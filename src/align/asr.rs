//! ASR-based forced alignment via an external aligner subprocess.
//!
//! The aligner receives the audio path as its argument and a JSON request on
//! stdin carrying the constraining transcript; it answers with a JSON array
//! of word timings. Multiple records for one index become competing
//! candidates resolved by the shared tie-break.

use std::path::Path;
use std::process::Command;
use std::time::Duration;

use serde::{Deserialize, Serialize};

use crate::book::{AudioArtifact, TokenTable};
use crate::error::{Error, Result};
use crate::util::{CancelFlag, run_command};

use super::{AlignBackend, Candidates, RawAlignment};

#[derive(Serialize)]
struct AlignRequest<'a> {
    language: Option<&'a str>,
    transcript: Vec<&'a str>,
}

/// One word timing in the aligner's response. `index` addresses the
/// transcript position.
#[derive(Debug, Deserialize)]
struct AlignedWord {
    index: usize,
    begin: f64,
    end: f64,
}

pub struct CommandAligner {
    command: String,
    timeout: Duration,
}

impl CommandAligner {
    pub fn new(command: impl Into<String>, timeout: Duration) -> Self {
        Self {
            command: command.into(),
            timeout,
        }
    }
}

impl AlignBackend for CommandAligner {
    fn name(&self) -> &'static str {
        "asr"
    }

    fn align(
        &self,
        audio: &Path,
        artifact: &AudioArtifact,
        tokens: &TokenTable,
        cancel: &CancelFlag,
    ) -> Result<RawAlignment> {
        let request = AlignRequest {
            language: artifact.voice.as_deref(),
            transcript: tokens.iter().map(|t| t.surface.as_str()).collect(),
        };
        let stdin = serde_json::to_vec(&request)?;

        let mut cmd = Command::new(&self.command);
        cmd.arg(audio);
        let out = run_command(cmd, Some(stdin), self.timeout, cancel, "aligner")?;

        let words: Vec<AlignedWord> =
            serde_json::from_slice(&out.stdout).map_err(|e| Error::BackendFailed {
                backend: "aligner".into(),
                message: format!("unparseable response: {e}"),
            })?;

        let mut candidates: Vec<Candidates> = vec![Vec::new(); tokens.len()];
        for word in words {
            if let Some(slot) = candidates.get_mut(word.index) {
                slot.push((word.begin, word.end));
            }
        }
        Ok(RawAlignment { candidates })
    }
}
------------
_Work to be completed_
Only the lines from the one with "let mut cmd" through the final line above should be repeated, each exactly as written.

_Finished exercise_
        let mut cmd = Command::new(&self.command);
        cmd.arg(audio);
        let out = run_command(cmd, Some(stdin), self.timeout, cancel, "aligner")?;

        let words: Vec<AlignedWord> =
            serde_json::from_slice(&out.stdout).map_err(|e| Error::BackendFailed {
                backend: "aligner".into(),
                message: format!("unparseable response: {e}"),
            })?;

        let mut candidates: Vec<Candidates> = vec![Vec::new(); tokens.len()];
        for word in words {
            if let Some(slot) = candidates.get_mut(word.index) {
                slot.push((word.begin, word.end));
            }
        }
        Ok(RawAlignment { candidates })
    }
}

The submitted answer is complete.